Le site d’Aulnay a été le théâtre de nombreux conflits sociaux. En mai- juin 1982, un premier grand mouvement de grève mené en particulier par les ouvriers immigrés, qui représentaient alors 50% de la main‑d’œuvre, vise au respect de la liberté syndicale, des salaires et des conditions de travail. Le syndicat crée par la direction du groupe pour contrer les autres organisations syndicales, la CSL (aujourd’hui appelé SIA) sert alors de nervis à la direction, utilisant par exemple des barres de fer contre les grévistes. Suite à la grève, la CGT s’installe dans l’entreprise.
En 2004, l’usine établit un record de production de 418 000 véhicules. C’est durant cette période que la plupart des salariés actuels sont entrés dans l’usine. PSA embauche dans la banlieue parisienne, et c’est ainsi que quarante nationalités se côtoient actuellement dans l’usine.
En 2005 et en 2008, se produisent deux nouveaux conflits, dont le souvenir de lutte et de l’organisation mise en place vont jouer un grand rôle dans l’état d’esprit des travailleurs en 2012. Peugeot-Citroên, PSA, second groupe européen a vendu 3,6 millions de voitures en 2010. C’était son record historique. En 40 ans, le site a vu sortir de ses lignes de production plus de 8 millions de voitures.
Les forces en présence
Des syndicalistes qui veulent faire bouger des salariés qui pensent que ça ne sert à rien. Pour ces militants, il faut que les travailleurs prennent la parole eux-mêmes et fassent l’expérience des luttes pour se rendre compte de leur véritable force.

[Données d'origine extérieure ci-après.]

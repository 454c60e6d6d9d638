//! DynamoDB record store
//!
//! Two tables, one per record shape:
//! - uploads: partition key `company_id`, sort key `upload_timestamp`
//! - subuploads: partition key `company_id`, sort key `text_id`
//!
//! Absent asset URLs are written as DynamoDB `NULL` attributes.

use std::collections::HashMap;

use async_trait::async_trait;
use aws_config::BehaviorVersion;
use aws_sdk_dynamodb::error::DisplayErrorContext;
use aws_sdk_dynamodb::operation::put_item::PutItemError;
use aws_sdk_dynamodb::types::AttributeValue;
use aws_sdk_dynamodb::Client;
use textcast_core::models::{ExtendedUploadRecord, UploadRecord};
use textcast_core::RecordBackend;

use crate::traits::{RecordStore, RecordStoreError, RecordStoreResult};

type Item = HashMap<String, AttributeValue>;

const COMPANY_ID: &str = "company_id";
const UPLOAD_TIMESTAMP: &str = "upload_timestamp";
const TEXT_ID: &str = "text_id";
const TEXT: &str = "text";
const FILE_URL: &str = "file_url";
const DESCRIPTION: &str = "description";
const AUDIO_URL: &str = "audio_url";
const THUMBNAIL_URL: &str = "thumbnail_url";
const MEDIA_URL: &str = "media_url";

#[derive(Clone)]
pub struct DynamoRecordStore {
    client: Client,
    uploads_table: String,
    subuploads_table: String,
}

impl DynamoRecordStore {
    /// Build a client for `region`. Credentials come from the standard AWS
    /// provider chain; `endpoint_url` targets DynamoDB Local or similar.
    pub async fn new(
        region: String,
        endpoint_url: Option<String>,
        uploads_table: String,
        subuploads_table: String,
    ) -> RecordStoreResult<Self> {
        if uploads_table == subuploads_table {
            return Err(RecordStoreError::Config(
                "uploads and subuploads must use different tables".to_string(),
            ));
        }

        let sdk_config = aws_config::defaults(BehaviorVersion::latest())
            .region(aws_config::Region::new(region))
            .load()
            .await;

        let client = match endpoint_url {
            Some(endpoint) => {
                let config = aws_sdk_dynamodb::config::Builder::from(&sdk_config)
                    .endpoint_url(endpoint)
                    .build();
                Client::from_conf(config)
            }
            None => Client::new(&sdk_config),
        };

        Ok(Self {
            client,
            uploads_table,
            subuploads_table,
        })
    }

    /// Run a key-condition query on `company_id`, following `LastEvaluatedKey`
    /// until the result set is exhausted.
    async fn query_company(&self, table: &str, company_id: &str) -> RecordStoreResult<Vec<Item>> {
        let mut items = Vec::new();
        let mut start_key: Option<Item> = None;
        let mut pages = 0usize;

        loop {
            let output = self
                .client
                .query()
                .table_name(table)
                .key_condition_expression("#cid = :cid")
                .expression_attribute_names("#cid", COMPANY_ID)
                .expression_attribute_values(":cid", AttributeValue::S(company_id.to_string()))
                .set_exclusive_start_key(start_key.take())
                .send()
                .await
                .map_err(|e| backend_error("query", table, e))?;

            pages += 1;
            items.extend(output.items.unwrap_or_default());

            match output.last_evaluated_key {
                Some(key) if !key.is_empty() => start_key = Some(key),
                _ => break,
            }
        }

        tracing::debug!(
            table = %table,
            company_id = %company_id,
            pages = pages,
            count = items.len(),
            "DynamoDB query complete"
        );

        Ok(items)
    }

    /// Conditional insert: fails with `Conflict` instead of replacing an item
    /// that already has `sort_name` set.
    async fn put_new(&self, table: &str, sort_name: &str, item: Item) -> RecordStoreResult<()> {
        let sort_value = match item.get(sort_name) {
            Some(AttributeValue::S(value)) => value.clone(),
            _ => String::new(),
        };

        let result = self
            .client
            .put_item()
            .table_name(table)
            .set_item(Some(item))
            .condition_expression("attribute_not_exists(#sk)")
            .expression_attribute_names("#sk", sort_name)
            .send()
            .await;

        match result {
            Ok(_) => Ok(()),
            Err(e) => match e.as_service_error() {
                Some(PutItemError::ConditionalCheckFailedException(_)) => {
                    tracing::warn!(table = %table, key = %sort_value, "Record key already taken");
                    Err(RecordStoreError::Conflict(sort_value))
                }
                _ => Err(backend_error("put_item", table, e)),
            },
        }
    }

    async fn get(
        &self,
        table: &str,
        company_id: &str,
        sort_name: &str,
        sort_value: &str,
    ) -> RecordStoreResult<Option<Item>> {
        let output = self
            .client
            .get_item()
            .table_name(table)
            .key(COMPANY_ID, AttributeValue::S(company_id.to_string()))
            .key(sort_name, AttributeValue::S(sort_value.to_string()))
            .send()
            .await
            .map_err(|e| backend_error("get_item", table, e))?;
        Ok(output.item.filter(|item| !item.is_empty()))
    }

    async fn delete(
        &self,
        table: &str,
        company_id: &str,
        sort_name: &str,
        sort_value: &str,
    ) -> RecordStoreResult<()> {
        self.client
            .delete_item()
            .table_name(table)
            .key(COMPANY_ID, AttributeValue::S(company_id.to_string()))
            .key(sort_name, AttributeValue::S(sort_value.to_string()))
            .send()
            .await
            .map_err(|e| backend_error("delete_item", table, e))?;
        Ok(())
    }
}

fn backend_error<E>(operation: &str, table: &str, err: E) -> RecordStoreError
where
    E: std::error::Error + 'static,
{
    let message = DisplayErrorContext(&err).to_string();
    tracing::error!(
        operation = %operation,
        table = %table,
        error = %message,
        "DynamoDB request failed"
    );
    RecordStoreError::Backend(format!("{} on {}: {}", operation, table, message))
}

fn string_attr(value: &str) -> AttributeValue {
    AttributeValue::S(value.to_string())
}

fn optional_attr(value: Option<&str>) -> AttributeValue {
    match value {
        Some(v) => string_attr(v),
        None => AttributeValue::Null(true),
    }
}

fn required_string(item: &Item, name: &str) -> RecordStoreResult<String> {
    match item.get(name) {
        Some(AttributeValue::S(value)) => Ok(value.clone()),
        Some(_) => Err(RecordStoreError::Decode(format!(
            "attribute '{}' is not a string",
            name
        ))),
        None => Err(RecordStoreError::Decode(format!(
            "missing attribute '{}'",
            name
        ))),
    }
}

fn optional_string(item: &Item, name: &str) -> RecordStoreResult<Option<String>> {
    match item.get(name) {
        Some(AttributeValue::S(value)) => Ok(Some(value.clone())),
        Some(AttributeValue::Null(_)) | None => Ok(None),
        Some(_) => Err(RecordStoreError::Decode(format!(
            "attribute '{}' is not a string",
            name
        ))),
    }
}

pub(crate) fn upload_to_item(record: &UploadRecord) -> Item {
    HashMap::from([
        (COMPANY_ID.to_string(), string_attr(&record.company_id)),
        (
            UPLOAD_TIMESTAMP.to_string(),
            string_attr(&record.upload_timestamp),
        ),
        (TEXT.to_string(), string_attr(&record.text)),
        (FILE_URL.to_string(), string_attr(&record.file_url)),
    ])
}

pub(crate) fn item_to_upload(item: &Item) -> RecordStoreResult<UploadRecord> {
    Ok(UploadRecord {
        company_id: required_string(item, COMPANY_ID)?,
        upload_timestamp: required_string(item, UPLOAD_TIMESTAMP)?,
        text: required_string(item, TEXT)?,
        file_url: required_string(item, FILE_URL)?,
    })
}

pub(crate) fn extended_to_item(record: &ExtendedUploadRecord) -> Item {
    HashMap::from([
        (COMPANY_ID.to_string(), string_attr(&record.company_id)),
        (TEXT_ID.to_string(), string_attr(&record.text_id)),
        (
            UPLOAD_TIMESTAMP.to_string(),
            string_attr(&record.upload_timestamp),
        ),
        (TEXT.to_string(), string_attr(&record.text)),
        (DESCRIPTION.to_string(), string_attr(&record.description)),
        (
            AUDIO_URL.to_string(),
            optional_attr(record.audio_url.as_deref()),
        ),
        (
            THUMBNAIL_URL.to_string(),
            optional_attr(record.thumbnail_url.as_deref()),
        ),
        (
            MEDIA_URL.to_string(),
            optional_attr(record.media_url.as_deref()),
        ),
    ])
}

pub(crate) fn item_to_extended(item: &Item) -> RecordStoreResult<ExtendedUploadRecord> {
    Ok(ExtendedUploadRecord {
        company_id: required_string(item, COMPANY_ID)?,
        text_id: required_string(item, TEXT_ID)?,
        upload_timestamp: required_string(item, UPLOAD_TIMESTAMP)?,
        text: required_string(item, TEXT)?,
        description: required_string(item, DESCRIPTION)?,
        audio_url: optional_string(item, AUDIO_URL)?,
        thumbnail_url: optional_string(item, THUMBNAIL_URL)?,
        media_url: optional_string(item, MEDIA_URL)?,
    })
}

#[async_trait]
impl RecordStore for DynamoRecordStore {
    async fn put_upload(&self, record: &UploadRecord) -> RecordStoreResult<()> {
        self.put_new(&self.uploads_table, UPLOAD_TIMESTAMP, upload_to_item(record))
            .await
    }

    async fn get_upload(
        &self,
        company_id: &str,
        upload_timestamp: &str,
    ) -> RecordStoreResult<Option<UploadRecord>> {
        self.get(
            &self.uploads_table,
            company_id,
            UPLOAD_TIMESTAMP,
            upload_timestamp,
        )
        .await?
        .map(|item| item_to_upload(&item))
        .transpose()
    }

    async fn delete_upload(
        &self,
        company_id: &str,
        upload_timestamp: &str,
    ) -> RecordStoreResult<()> {
        self.delete(
            &self.uploads_table,
            company_id,
            UPLOAD_TIMESTAMP,
            upload_timestamp,
        )
        .await
    }

    async fn list_uploads(&self, company_id: &str) -> RecordStoreResult<Vec<UploadRecord>> {
        self.query_company(&self.uploads_table, company_id)
            .await?
            .iter()
            .map(item_to_upload)
            .collect()
    }

    async fn put_extended(&self, record: &ExtendedUploadRecord) -> RecordStoreResult<()> {
        self.put_new(&self.subuploads_table, TEXT_ID, extended_to_item(record))
            .await
    }

    async fn get_extended(
        &self,
        company_id: &str,
        text_id: &str,
    ) -> RecordStoreResult<Option<ExtendedUploadRecord>> {
        self.get(&self.subuploads_table, company_id, TEXT_ID, text_id)
            .await?
            .map(|item| item_to_extended(&item))
            .transpose()
    }

    async fn delete_extended(&self, company_id: &str, text_id: &str) -> RecordStoreResult<()> {
        self.delete(&self.subuploads_table, company_id, TEXT_ID, text_id)
            .await
    }

    async fn list_extended(
        &self,
        company_id: &str,
    ) -> RecordStoreResult<Vec<ExtendedUploadRecord>> {
        self.query_company(&self.subuploads_table, company_id)
            .await?
            .iter()
            .filter(|item| item.contains_key(TEXT_ID))
            .map(item_to_extended)
            .collect()
    }

    fn backend_type(&self) -> RecordBackend {
        RecordBackend::DynamoDb
    }
}

#[cfg(test)]
mod tests {
    use super::*;

    fn extended() -> ExtendedUploadRecord {
        ExtendedUploadRecord {
            company_id: "acme".to_string(),
            text_id: "0b6d3f2e-4f7a-4d0c-9a35-2f3f4b8f9a10".to_string(),
            upload_timestamp: "2024-05-01 10:00:00.123456".to_string(),
            text: "hello".to_string(),
            description: "greeting".to_string(),
            audio_url: Some("https://b.s3.r.amazonaws.com/subuploads/x/audio/a.mp3".to_string()),
            thumbnail_url: None,
            media_url: None,
        }
    }

    #[test]
    fn test_absent_urls_are_written_as_null() {
        let item = extended_to_item(&extended());
        assert_eq!(item.get(THUMBNAIL_URL), Some(&AttributeValue::Null(true)));
        assert_eq!(item.get(MEDIA_URL), Some(&AttributeValue::Null(true)));
        assert!(matches!(item.get(AUDIO_URL), Some(AttributeValue::S(_))));
    }

    #[test]
    fn test_extended_item_decodes_back() {
        let record = extended();
        let decoded = item_to_extended(&extended_to_item(&record)).unwrap();
        assert_eq!(decoded, record);
    }

    #[test]
    fn test_upload_item_missing_attribute_fails_to_decode() {
        let record = UploadRecord {
            company_id: "acme".to_string(),
            upload_timestamp: "2024-05-01 10:00:00.123456".to_string(),
            text: "hello".to_string(),
            file_url: "https://b.s3.r.amazonaws.com/uploads/a.png".to_string(),
        };
        let mut item = upload_to_item(&record);
        item.remove(FILE_URL);

        let err = item_to_upload(&item).unwrap_err();
        assert!(err.to_string().contains(FILE_URL));
    }

    #[test]
    fn test_missing_optional_attribute_decodes_as_none() {
        let mut item = extended_to_item(&extended());
        item.remove(AUDIO_URL);
        let decoded = item_to_extended(&item).unwrap();
        assert!(decoded.audio_url.is_none());
    }
}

Un État qui veut réindustrialiser sans avoir les commandes de son industrie. Le ministère croit en la réindustrialisation à long terme et dans la moralisation du capitalisme. Les politiques affichent la certitude assez étonnante que tout va s’arranger mais sans avancer d’éléments pour dire comment ça va s’arranger.
Des industriels qui croient aux indicateurs de rentabilité. L’analyse des différents documents émanant de l’entreprise montre que leur logique n’est pas industrielle mais financière.
Des médias qui, pour une bonne part, relaient la stratégie de la direction en donnant l’image d’une lutte violente menée par les salariés.